Os coronavírus são a segunda principal causa do resfriado comum, após os rinovírus. Ao todo, os cientistas já identificaram sete coronavírus humanos, entre eles o SARS-CoV, que causa a síndrome respiratória aguda grave, e o MERS-CoV, que origina a síndrome respiratória do Oriente Médio. Embora, até as últimas décadas, os coronavírus raramente tenham causado doenças mais graves do que o resfriado comum em humanos, o vírus causador da COVID-19 se mostrou diferente dos outros tipos já detectados por ser o agente de uma doença grave, que pode levar os pacientes à morte, bem como por ser capaz de se disseminar a partir de portadores assintomáticos. Ao menos em parte, a alta transmissibilidade do vírus da COVID-19 entre humanos parece ser devido ao seu alojamento nas células epiteliais da mucosa da via aérea superior. A imunização por via intra nasal bloqueia o alojamento do vírus na porta de entrada, devendo, assim, ser a forma mais eficiente para impedir a disseminação do vírus para a via aérea inferior, bem como para diminuir a transmissão do vírus entre pessoas.
Os INCTs
O iii-INCT existe desde 2001, como um dos Institutos do Milênio. Em 2008, foi transformado em INCTs, concebidos no âmbito de programa que agrega os melhores grupos de pesquisa em áreas estratégicas para o desenvolvimento do país, de forma a impulsionar o desenvolvimento da pesquisa científica e tecnológica brasileira. Desde sua criação, o iii-INCT desenvolve um trabalho em rede que reúne 34 pesquisadores de 17 centros de pesquisa localizados em 6 estados brasileiros e no Distrito Federal. Além de compartilhar informações para a produção de conhecimento científico e de atuar na tradução desse aprendizado para a criação de imunobiológicos em diversas áreas, o iii-INCT também contribui para a formação de técnicos, de pesquisadores e de alunos de pós-graduação. Entre os pesquisadores do iii-INCT está a professora Ester Cerdeira Sabino , do Instituto de Medicina Tropical da Universidade de São Paulo (USP), que coordenou o projeto de sequenciamento do coronavírus, no início da pandemia. A professora é bolsista de Produtividade em Pesquisa do CNPq. O iii-INCT é estruturado de acordo com três perspectivas, que se interrelacionam: áreas temáticas, plataformas tecnológicas e eixos de pesquisa. As seis áreas temáticas – HIV/AIDS, alergias, transplante, autoimunidade, doenças infecciosas, imunodeficiências primárias – reúnem especialistas que trabalham de forma integrada, compartilhando ações e conhecimentos. No momento, 45 projetos se encontram em desenvolvimento pelos pesquisadores do iii-INCT.

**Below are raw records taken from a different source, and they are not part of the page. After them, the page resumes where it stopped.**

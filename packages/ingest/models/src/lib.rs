#![cfg_attr(feature = "fail-on-warnings", deny(warnings))]
#![warn(clippy::all, clippy::pedantic, clippy::nursery, clippy::cargo)]
#![allow(clippy::multiple_crate_versions, clippy::cargo_common_metadata)]

//! Refresh phase, report, and scheduler statistics types.

use std::time::Duration;

use chrono::{DateTime, Utc};
use crime_updater_database_models::TableColor;
use serde::{Deserialize, Serialize};
use strum_macros::{AsRefStr, Display};

/// Where the refresh coordinator currently is in its cycle.
#[derive(
    Debug, Clone, Copy, Default, PartialEq, Eq, Hash, Display, AsRefStr, Serialize, Deserialize,
)]
#[strum(serialize_all = "snake_case")]
#[serde(rename_all = "SCREAMING_SNAKE_CASE")]
pub enum RefreshPhase {
    /// No cycle is running.
    #[default]
    Idle,
    /// Downloading and mapping source rows.
    Fetching,
    /// Bulk-loading the inactive table.
    Loading,
    /// Stamping the freshly loaded table as active.
    Promoting,
    /// The cycle failed; the previously active table is untouched.
    Failed,
}

/// Outcome of a successful refresh cycle.
#[derive(Debug, Clone, PartialEq, Serialize, Deserialize)]
pub struct RefreshReport {
    /// Which table was loaded and promoted.
    pub color: TableColor,
    /// Name of the promoted table.
    pub table: String,
    /// Data rows downloaded across all sources (header rows excluded).
    pub rows_fetched: u64,
    /// Rows dropped because they did not have the expected shape.
    pub rows_discarded: u64,
    /// Rows written to the table.
    pub rows_loaded: u64,
    /// Timestamp recorded for the promoted table.
    pub promoted_at: DateTime<Utc>,
    /// Wall-clock time of the whole cycle.
    pub duration: Duration,
}

/// Counters kept by the scheduler over its lifetime.
#[derive(Debug, Clone, Copy, Default, PartialEq, Eq, Serialize, Deserialize)]
pub struct SchedulerStats {
    /// Cycles started.
    pub started: u64,
    /// Cycles that promoted a table.
    pub succeeded: u64,
    /// Cycles that failed (including cancelled ones).
    pub failed: u64,
    /// Ticks dropped because the previous cycle was still running.
    pub skipped: u64,
}

#[cfg(test)]
mod tests {
    use super::*;

    #[test]
    fn phases_render_snake_case() {
        assert_eq!(RefreshPhase::default(), RefreshPhase::Idle);
        assert_eq!(RefreshPhase::Promoting.to_string(), "promoting");
        assert_eq!(RefreshPhase::Failed.as_ref(), "failed");
    }
}
#![cfg_attr(feature = "fail-on-warnings", deny(warnings))]
#![warn(clippy::all, clippy::pedantic, clippy::nursery, clippy::cargo)]
#![allow(clippy::multiple_crate_versions, clippy::cargo_common_metadata)]

//! `DuckDB` storage for the crime updater.
//!
//! A single `DuckDB` file holds both blue/green data tables and a `_meta`
//! key/value table. The [`Store`] owns one writer connection, used only by
//! the loader and metadata writes, and a round-robin pool of reader
//! connections so queries never wait behind a bulk load. Readers see only
//! committed data.

pub mod db;
pub mod loader;
pub mod meta;
pub mod pool;

use std::path::Path;
use std::sync::{Mutex, MutexGuard, PoisonError};

use chrono::{DateTime, Utc};
use crime_updater_crime_models::CrimeRecord;
use crime_updater_database_models::{TableNameError, TablePair, validate_table_name};
use duckdb::Connection;
use tokio_util::sync::CancellationToken;

use crate::pool::ReaderPool;

/// Errors that can occur during database operations.
#[derive(Debug, thiserror::Error)]
pub enum DbError {
    /// `DuckDB` error.
    #[error("DuckDB error: {0}")]
    DuckDb(#[from] duckdb::Error),

    /// I/O error (creating the database directory).
    #[error("I/O error: {0}")]
    Io(#[from] std::io::Error),

    /// A table name that cannot be used as an identifier.
    #[error(transparent)]
    InvalidTableName(#[from] TableNameError),

    /// The load was cancelled before commit and rolled back.
    #[error("load cancelled; transaction rolled back")]
    Cancelled,

    /// A `_meta` value that could not be parsed.
    #[error("invalid _meta value for {key}: {value:?}")]
    InvalidMeta {
        /// Metadata key.
        key: String,
        /// Stored value.
        value: String,
    },
}

/// Owner of the `DuckDB` database: one writer plus a reader pool.
pub struct Store {
    writer: Mutex<Connection>,
    readers: ReaderPool,
}

impl std::fmt::Debug for Store {
    fn fmt(&self, f: &mut std::fmt::Formatter<'_>) -> std::fmt::Result {
        f.debug_struct("Store")
            .field("readers", &self.readers.len())
            .finish_non_exhaustive()
    }
}

impl Store {
    /// Opens (or creates) the database at `path`, ensures both data tables
    /// and `_meta` exist, and builds a pool of `reader_connections`
    /// readers.
    ///
    /// # Errors
    ///
    /// Returns [`DbError`] if the directory, connection, or schema cannot
    /// be created.
    pub fn open(
        path: &Path,
        reader_connections: usize,
        tables: &TablePair,
    ) -> Result<Self, DbError> {
        let conn = db::open(path)?;
        log::info!("Opened DuckDB database at {}", path.display());
        Self::from_connection(conn, reader_connections, tables)
    }

    /// Opens a private in-memory database with the same schema.
    ///
    /// # Errors
    ///
    /// Returns [`DbError`] if the connection or schema cannot be created.
    pub fn open_in_memory(reader_connections: usize, tables: &TablePair) -> Result<Self, DbError> {
        Self::from_connection(
            Connection::open_in_memory()?,
            reader_connections,
            tables,
        )
    }

    fn from_connection(
        conn: Connection,
        reader_connections: usize,
        tables: &TablePair,
    ) -> Result<Self, DbError> {
        db::create_schema(&conn, tables)?;
        let readers = ReaderPool::new(&conn, reader_connections)?;
        Ok(Self {
            writer: Mutex::new(conn),
            readers,
        })
    }

    /// Replaces every row of `table` with `records` in one transaction.
    ///
    /// Blocks on the writer connection; call from a blocking thread.
    ///
    /// # Errors
    ///
    /// Returns [`DbError`] if the load fails or is cancelled. The table is
    /// then left exactly as it was.
    pub fn replace_table(
        &self,
        table: &str,
        records: &[CrimeRecord],
        cancel: &CancellationToken,
    ) -> Result<u64, DbError> {
        let mut conn = self.writer();
        loader::replace_table(&mut conn, table, records, cancel)
    }

    /// Number of committed rows in `table`.
    ///
    /// # Errors
    ///
    /// Returns [`DbError`] if the name is invalid or the query fails.
    pub fn row_count(&self, table: &str) -> Result<u64, DbError> {
        validate_table_name(table)?;
        let conn = self.readers.acquire();
        let count: i64 =
            conn.query_row(&format!("SELECT COUNT(*) FROM {table}"), [], |row| {
                row.get(0)
            })?;
        Ok(u64::try_from(count).unwrap_or(0))
    }

    /// When `table` was last promoted, if ever.
    ///
    /// # Errors
    ///
    /// Returns [`DbError`] if the query fails or the stored value is not a
    /// timestamp.
    pub fn loaded_at(&self, table: &str) -> Result<Option<DateTime<Utc>>, DbError> {
        meta::get_loaded_at(&self.readers.acquire(), table)
    }

    /// Records that `table` was promoted at `loaded_at` holding `rows` rows.
    ///
    /// # Errors
    ///
    /// Returns [`DbError`] if the metadata write fails.
    pub fn set_loaded_at(
        &self,
        table: &str,
        loaded_at: DateTime<Utc>,
        rows: u64,
    ) -> Result<(), DbError> {
        meta::set_loaded_at(&mut self.writer(), table, loaded_at, rows)
    }

    /// Row count recorded in `_meta` at the last promotion of `table`.
    ///
    /// # Errors
    ///
    /// Returns [`DbError`] if the query fails or the value is not a number.
    pub fn recorded_row_count(&self, table: &str) -> Result<Option<u64>, DbError> {
        meta::get_row_count(&self.readers.acquire(), table)
    }

    /// Borrows a reader connection for ad-hoc queries.
    pub fn reader(&self) -> MutexGuard<'_, Connection> {
        self.readers.acquire()
    }

    fn writer(&self) -> MutexGuard<'_, Connection> {
        // A panic mid-load drops the transaction, so the connection is clean.
        self.writer.lock().unwrap_or_else(PoisonError::into_inner)
    }
}


#[cfg(test)]
mod tests {
    use tokio_util::sync::CancellationToken;

    use super::test_support::{records, store};

    #[test]
    fn fresh_store_has_empty_tables() {
        let store = store();
        assert_eq!(store.row_count("crime_blue").unwrap(), 0);
        assert_eq!(store.row_count("crime_green").unwrap(), 0);
        assert_eq!(store.loaded_at("crime_blue").unwrap(), None);
    }

    #[test]
    fn readers_see_committed_load() {
        let store = store();
        let loaded = store
            .replace_table("crime_green", &records(3), &CancellationToken::new())
            .unwrap();

        assert_eq!(loaded, 3);
        // Round-robin: both reader connections see the same committed data.
        assert_eq!(store.row_count("crime_green").unwrap(), 3);
        assert_eq!(store.row_count("crime_green").unwrap(), 3);
        assert_eq!(store.row_count("crime_blue").unwrap(), 0);
    }

    #[test]
    fn row_count_rejects_injection() {
        let store = store();
        assert!(matches!(
            store.row_count("crime_blue; DROP TABLE crime_green"),
            Err(super::DbError::InvalidTableName(_))
        ));
    }

    #[test]
    fn opens_file_database_and_creates_parent_dir() {
        let dir = std::env::temp_dir().join(format!(
            "crime_updater_store_test_{}",
            std::process::id()
        ));
        let path = dir.join("nested").join("crime.duckdb");

        {
            let store = super::Store::open(&path, 1, &super::test_support::tables()).unwrap();
            store
                .replace_table("crime_blue", &records(2), &CancellationToken::new())
                .unwrap();
        }

        let reopened = super::Store::open(&path, 1, &super::test_support::tables()).unwrap();
        assert_eq!(reopened.row_count("crime_blue").unwrap(), 2);

        drop(reopened);
        let _ = std::fs::remove_dir_all(&dir);
    }
}
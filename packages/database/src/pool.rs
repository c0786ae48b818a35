//! Round-robin pool of reader connections.

use std::sync::atomic::{AtomicUsize, Ordering};
use std::sync::{Mutex, MutexGuard, PoisonError};

use duckdb::Connection;

use crate::DbError;

/// A fixed set of `DuckDB` connections handed out round-robin.
///
/// `duckdb::Connection` is `Send` but not `Sync`, so each connection is
/// wrapped in a `Mutex`. All connections are clones of the writer, so
/// they share one database instance and see every committed write.
pub struct ReaderPool {
    connections: Vec<Mutex<Connection>>,
    next: AtomicUsize,
}

impl ReaderPool {
    /// Clones `size` connections from `conn`. A `size` of zero is raised
    /// to one.
    ///
    /// # Errors
    ///
    /// Returns [`DbError`] if any clone fails.
    pub fn new(conn: &Connection, size: usize) -> Result<Self, DbError> {
        let connections = (0..size.max(1))
            .map(|_| conn.try_clone().map(Mutex::new))
            .collect::<Result<Vec<_>, _>>()?;

        Ok(Self {
            connections,
            next: AtomicUsize::new(0),
        })
    }

    /// Acquires the next connection from the pool (round-robin).
    pub fn acquire(&self) -> MutexGuard<'_, Connection> {
        let idx = self.next.fetch_add(1, Ordering::Relaxed) % self.connections.len();
        self.connections[idx]
            .lock()
            .unwrap_or_else(PoisonError::into_inner)
    }

    /// Number of connections in the pool.
    #[must_use]
    pub fn len(&self) -> usize {
        self.connections.len()
    }

    #[must_use]
    pub fn is_empty(&self) -> bool {
        self.connections.is_empty()
    }
}

#[cfg(test)]
mod tests {
    use super::*;

    #[test]
    fn zero_size_still_yields_a_connection() {
        let conn = Connection::open_in_memory().unwrap();
        let pool = ReaderPool::new(&conn, 0).unwrap();
        assert_eq!(pool.len(), 1);
        let one: i32 = pool.acquire().query_row("SELECT 1", [], |r| r.get(0)).unwrap();
        assert_eq!(one, 1);
    }

    #[test]
    fn readers_share_the_writer_database() {
        let conn = Connection::open_in_memory().unwrap();
        conn.execute_batch("CREATE TABLE t (v INTEGER); INSERT INTO t VALUES (7);")
            .unwrap();
        let pool = ReaderPool::new(&conn, 3).unwrap();

        for _ in 0..3 {
            let v: i32 = pool
                .acquire()
                .query_row("SELECT v FROM t", [], |r| r.get(0))
                .unwrap();
            assert_eq!(v, 7);
        }
    }
}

O Instituto Nacional de Ciência e Tecnologia de Vacinas (INCTV), coordenado pelo doutor Ricardo Gazzinelli, em conjunto com o professor Maurício Rodrigues, da Universidade Federal de São Paulo (UNIFESP), atua no desenvolvimento de vacinas contra doenças infecciosas, dando prioridade àquelas que afetam o Brasil e que são negligenciadas pela indústria farmacêutica. Os pesquisadores desse INCT direcionam esforços na busca de vacinas contra doenças humanas, como influenza, malária e dengue. Os cientistas também atuam na busca de imunizantes contra zoonoses, como a dengue, a leishmaniose, a leptospirose, a toxoplasmose e a doença de Chagas. O INCTV é composto por três divisões: a de Imunonologia Básica, a de Tecnologia de Vacinas e a de Desenvolvimento de Vacinas.